とある精神科の診療所について書かれた本に
こんなことが書いてあった。
"健常者には「世界」とか「普通」っていう
目に見えない問題があって、
みんなと同じであればとりあえずいいというか、
そういう風に見えるようにする演技は大変上手です。
だけども、ほんとに内面まで、生き方まで
上手な人なんてそういるんだろうかと思うと、
そうでもないなぁって、
それを見せられることがしばしばあります。
人間としての弱さや問題を抱えている事は皆同じ
でも、自分を語れる者と、語ることのできない者の
間には乖離がある。
自分をさらけ出す人々と、
さらけ出せずに仮面を被り
鎧に身を固めている人々。
診療所のメンバー(患者)のささやきが聞こえる
「健常者って、大変らしいぞ」
そりゃ仮面被って鎧をつけて、
自分の思いも語れないんじゃ
生きていくのは大変だ。

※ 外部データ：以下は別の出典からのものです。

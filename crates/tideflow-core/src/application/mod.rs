/// Per-trigger execution loop and outbound effects
pub mod execution_loop;

/// Successor spawning and gateway decisions
mod gateway_coordinator;

/// Sub-process scopes, iterations and cancellation
pub mod scope_coordinator;

/// Timers, messages, signals and error boundaries
mod boundary_coordinator;

/// Child workflows of call activities
mod call_activity;

/// Workflow execution service
pub mod workflow_execution_service;

/// Runtime interface for external systems
pub mod runtime_interface;
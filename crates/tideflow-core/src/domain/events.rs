use crate::domain::process_definition::{ActivityId, ProcessId};
use crate::domain::workflow_instance::{ActivityInstanceId, WorkflowInstanceId};
use crate::ActivityError;
use chrono::{DateTime, Utc};
use std::fmt::Debug;

/// Domain event trait for all events in the system
pub trait DomainEvent: Debug + Send + Sync {
    /// Returns the type of the event as a string
    fn event_type(&self) -> &'static str;

    /// Returns the workflow instance ID this event is associated with
    fn workflow_instance_id(&self) -> &WorkflowInstanceId;

    /// Returns the activity instance ID, for activity-level events
    fn activity_instance_id(&self) -> Option<&ActivityInstanceId> {
        None
    }

    /// Returns the timestamp when the event occurred
    fn timestamp(&self) -> DateTime<Utc>;
}

/// Event: Workflow instance started
#[derive(Debug)]
pub struct WorkflowStarted {
    /// The workflow instance
    pub workflow_instance_id: WorkflowInstanceId,

    /// The process being executed
    pub process_id: ProcessId,

    /// When the instance started
    pub timestamp: DateTime<Utc>,
}

impl DomainEvent for WorkflowStarted {
    fn event_type(&self) -> &'static str {
        "workflow.started"
    }

    fn workflow_instance_id(&self) -> &WorkflowInstanceId {
        &self.workflow_instance_id
    }

    fn timestamp(&self) -> DateTime<Utc> {
        self.timestamp
    }
}

/// Event: Activity instance started executing
#[derive(Debug)]
pub struct ActivityStarted {
    /// The workflow instance
    pub workflow_instance_id: WorkflowInstanceId,

    /// The activity definition
    pub activity_id: ActivityId,

    /// The activity instance
    pub activity_instance_id: ActivityInstanceId,

    /// When execution started
    pub timestamp: DateTime<Utc>,
}

impl DomainEvent for ActivityStarted {
    fn event_type(&self) -> &'static str {
        "activity.started"
    }

    fn workflow_instance_id(&self) -> &WorkflowInstanceId {
        &self.workflow_instance_id
    }

    fn activity_instance_id(&self) -> Option<&ActivityInstanceId> {
        Some(&self.activity_instance_id)
    }

    fn timestamp(&self) -> DateTime<Utc> {
        self.timestamp
    }
}

/// Event: Activity instance completed and transitioned
#[derive(Debug)]
pub struct ActivityCompleted {
    /// The workflow instance
    pub workflow_instance_id: WorkflowInstanceId,

    /// The activity definition
    pub activity_id: ActivityId,

    /// The activity instance
    pub activity_instance_id: ActivityInstanceId,

    /// When the activity completed
    pub timestamp: DateTime<Utc>,
}

impl DomainEvent for ActivityCompleted {
    fn event_type(&self) -> &'static str {
        "activity.completed"
    }

    fn workflow_instance_id(&self) -> &WorkflowInstanceId {
        &self.workflow_instance_id
    }

    fn activity_instance_id(&self) -> Option<&ActivityInstanceId> {
        Some(&self.activity_instance_id)
    }

    fn timestamp(&self) -> DateTime<Utc> {
        self.timestamp
    }
}

/// Event: Activity instance failed
#[derive(Debug)]
pub struct ActivityFailed {
    /// The workflow instance
    pub workflow_instance_id: WorkflowInstanceId,

    /// The activity definition
    pub activity_id: ActivityId,

    /// The activity instance
    pub activity_instance_id: ActivityInstanceId,

    /// The failure
    pub error: ActivityError,

    /// When the failure was recorded
    pub timestamp: DateTime<Utc>,
}

impl DomainEvent for ActivityFailed {
    fn event_type(&self) -> &'static str {
        "activity.failed"
    }

    fn workflow_instance_id(&self) -> &WorkflowInstanceId {
        &self.workflow_instance_id
    }

    fn activity_instance_id(&self) -> Option<&ActivityInstanceId> {
        Some(&self.activity_instance_id)
    }

    fn timestamp(&self) -> DateTime<Utc> {
        self.timestamp
    }
}

/// Event: Activity instance cancelled
#[derive(Debug)]
pub struct ActivityCancelled {
    /// The workflow instance
    pub workflow_instance_id: WorkflowInstanceId,

    /// The activity definition
    pub activity_id: ActivityId,

    /// The activity instance
    pub activity_instance_id: ActivityInstanceId,

    /// Why the activity was cancelled
    pub reason: String,

    /// When the activity was cancelled
    pub timestamp: DateTime<Utc>,
}

impl DomainEvent for ActivityCancelled {
    fn event_type(&self) -> &'static str {
        "activity.cancelled"
    }

    fn workflow_instance_id(&self) -> &WorkflowInstanceId {
        &self.workflow_instance_id
    }

    fn activity_instance_id(&self) -> Option<&ActivityInstanceId> {
        Some(&self.activity_instance_id)
    }

    fn timestamp(&self) -> DateTime<Utc> {
        self.timestamp
    }
}

/// Event: Workflow instance completed
#[derive(Debug)]
pub struct WorkflowCompleted {
    /// The workflow instance
    pub workflow_instance_id: WorkflowInstanceId,

    /// When the instance completed
    pub timestamp: DateTime<Utc>,
}

impl DomainEvent for WorkflowCompleted {
    fn event_type(&self) -> &'static str {
        "workflow.completed"
    }

    fn workflow_instance_id(&self) -> &WorkflowInstanceId {
        &self.workflow_instance_id
    }

    fn timestamp(&self) -> DateTime<Utc> {
        self.timestamp
    }
}

/// Event: Workflow instance ended with an unhandled failure
#[derive(Debug)]
pub struct WorkflowFailed {
    /// The workflow instance
    pub workflow_instance_id: WorkflowInstanceId,

    /// The unhandled failure
    pub error: ActivityError,

    /// When the instance failed
    pub timestamp: DateTime<Utc>,
}

impl DomainEvent for WorkflowFailed {
    fn event_type(&self) -> &'static str {
        "workflow.failed"
    }

    fn workflow_instance_id(&self) -> &WorkflowInstanceId {
        &self.workflow_instance_id
    }

    fn timestamp(&self) -> DateTime<Utc> {
        self.timestamp
    }
}
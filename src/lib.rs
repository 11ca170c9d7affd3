//! Per-user UI preferences for lazyssh.
//!
//! Preferences are stored as JSON in `~/.lazyssh/settings.json`. Start with
//! [`Settings::open`] and read or write individual preferences through it.

pub mod config;
pub mod error;
pub mod sort_mode;

pub use config::{DEFAULT_SORT_MODE, Document, Settings, SettingsStore};
pub use error::{LoadFailure, SettingsError};
pub use sort_mode::{ParseSortModeError, SortMode};
//! Host list ordering

use std::fmt;
use std::str::FromStr;

use serde::{Deserialize, Serialize};
use thiserror::Error;

/// Display ordering of the host list.
///
/// The snake_case key (`alias_asc`, ...) is what ends up in `settings.json`.
#[derive(Debug, Clone, Copy, PartialEq, Eq, Hash, Serialize, Deserialize)]
#[serde(rename_all = "snake_case")]
pub enum SortMode {
    AliasAsc,
    AliasDesc,
    LastSeenDesc,
    LastSeenAsc,
}

#[derive(Debug, Clone, PartialEq, Eq, Error)]
#[error("unknown sort mode `{0}`")]
pub struct ParseSortModeError(pub String);

impl SortMode {
    /// Every mode, in the order the UI cycles through them.
    pub const ALL: [SortMode; 4] = [
        SortMode::AliasAsc,
        SortMode::AliasDesc,
        SortMode::LastSeenDesc,
        SortMode::LastSeenAsc,
    ];

    pub fn as_str(self) -> &'static str {
        match self {
            SortMode::AliasAsc => "alias_asc",
            SortMode::AliasDesc => "alias_desc",
            SortMode::LastSeenDesc => "last_seen_desc",
            SortMode::LastSeenAsc => "last_seen_asc",
        }
    }

    /// Short label for the status bar.
    pub fn label(self) -> &'static str {
        match self {
            SortMode::AliasAsc => "Alias ↑",
            SortMode::AliasDesc => "Alias ↓",
            SortMode::LastSeenDesc => "Last SSH ↓",
            SortMode::LastSeenAsc => "Last SSH ↑",
        }
    }

    /// Validity check for a stored key. Returns `None` for anything that is
    /// not one of the known keys, including the empty string.
    pub fn from_key(key: &str) -> Option<SortMode> {
        SortMode::ALL.into_iter().find(|mode| mode.as_str() == key)
    }

    pub fn reverse(self) -> SortMode {
        match self {
            SortMode::AliasAsc => SortMode::AliasDesc,
            SortMode::AliasDesc => SortMode::AliasAsc,
            SortMode::LastSeenDesc => SortMode::LastSeenAsc,
            SortMode::LastSeenAsc => SortMode::LastSeenDesc,
        }
    }

    /// Switch between alias and last-seen ordering.
    ///
    /// Natural orders map to each other (alias ascending, most recently seen
    /// first), as do the reversed ones.
    pub fn toggle_field(self) -> SortMode {
        match self {
            SortMode::AliasAsc => SortMode::LastSeenDesc,
            SortMode::LastSeenDesc => SortMode::AliasAsc,
            SortMode::AliasDesc => SortMode::LastSeenAsc,
            SortMode::LastSeenAsc => SortMode::AliasDesc,
        }
    }

    pub fn next(self) -> SortMode {
        let idx = SortMode::ALL
            .iter()
            .position(|mode| *mode == self)
            .unwrap_or(0);
        SortMode::ALL[(idx + 1) % SortMode::ALL.len()]
    }
}

impl fmt::Display for SortMode {
    fn fmt(&self, f: &mut fmt::Formatter<'_>) -> fmt::Result {
        f.write_str(self.as_str())
    }
}

impl FromStr for SortMode {
    type Err = ParseSortModeError;

    fn from_str(s: &str) -> Result<Self, Self::Err> {
        SortMode::from_key(s).ok_or_else(|| ParseSortModeError(s.to_string()))
    }
}

#[cfg(test)]
mod tests {
    use super::*;

    #[test]
    fn test_every_key_parses_back_to_its_mode() {
        for mode in SortMode::ALL {
            assert_eq!(mode.as_str().parse::<SortMode>(), Ok(mode));
        }
    }

    #[test]
    fn test_unknown_and_empty_keys_are_invalid() {
        assert_eq!(SortMode::from_key("not-a-real-mode"), None);
        assert_eq!(SortMode::from_key(""), None);
        assert_eq!(SortMode::from_key("Alias_Asc"), None);

        let err = "bogus".parse::<SortMode>().unwrap_err();
        assert_eq!(err.to_string(), "unknown sort mode `bogus`");
    }

    #[test]
    fn test_serde_uses_the_same_key_as_as_str() {
        for mode in SortMode::ALL {
            let json = serde_json::to_string(&mode).expect("serialize");
            assert_eq!(json, format!("\"{}\"", mode.as_str()));
        }
    }

    #[test]
    fn test_reverse_flips_direction_only() {
        assert_eq!(SortMode::AliasAsc.reverse(), SortMode::AliasDesc);
        assert_eq!(SortMode::LastSeenDesc.reverse(), SortMode::LastSeenAsc);
        for mode in SortMode::ALL {
            assert_eq!(mode.reverse().reverse(), mode);
            assert_ne!(mode.reverse(), mode);
        }
    }

    #[test]
    fn test_toggle_field_keeps_relative_direction() {
        // Arrange / Act / Assert
        assert_eq!(SortMode::AliasAsc.toggle_field(), SortMode::LastSeenDesc);
        assert_eq!(SortMode::AliasDesc.toggle_field(), SortMode::LastSeenAsc);
        for mode in SortMode::ALL {
            assert_eq!(mode.toggle_field().toggle_field(), mode);
        }
    }

    #[test]
    fn test_next_cycles_through_all_modes() {
        let mut mode = SortMode::AliasAsc;
        let mut seen = Vec::new();
        for _ in 0..SortMode::ALL.len() {
            seen.push(mode);
            mode = mode.next();
        }
        assert_eq!(mode, SortMode::AliasAsc);
        assert_eq!(seen, SortMode::ALL.to_vec());
    }

    #[test]
    fn test_labels_are_distinct() {
        let labels: std::collections::HashSet<_> =
            SortMode::ALL.iter().map(|m| m.label()).collect();
        assert_eq!(labels.len(), SortMode::ALL.len());
    }
}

"
ー斉藤道雄著「治したくない」より引用(一部改変)
「みんなと同じように振る舞うこと」
「何も問題がないように振る舞うこと」
そんな演技が上手になればなるほど、
自分の本心を見失っていってしまうんじゃないか?
本当に問題が起きた時に、なりふり構わず
「助けて」と言えなくなってしまうんじゃないか?
巡回相談をしていると、
先生たちは他の子と違うように振る舞う子を
「気になる」と言うことが多い。
でも私は、何も問題ないような顔をして
先生の言う通り、当たり前のように
振る舞う子どもたちも、同じくらい気になる。
そんなに早く「大人みたい」に
ならなくていいのにと、思ってしまう。
小さい子だって、大人になったって、
そんなに"良い子"じゃなくていいんじゃないかな。
どんな人も、ちょっとくらいのわがままを
言ったっていい。
日本は、調和や協調性を重んじる風潮があって
波風立たないようにと、振る舞う人も多い。
でも本当は、
もっとわがままに生きたいって
心の底では思ってるんじゃないかな?
自分の本音に蓋をすればするほど、
誰かがわがまま言ったり、
自分勝手に振る舞うのを見て
許せなくなってしまうと思う。
でもこれからは、
子どもたちの少しのわがままを
受け止められる先生、園、学校が
増えていって欲しい。
大人も子どももみんなが
少しずつわがままを言って、
お互いにそれを許容できる
そんな社会になっていったらいいな。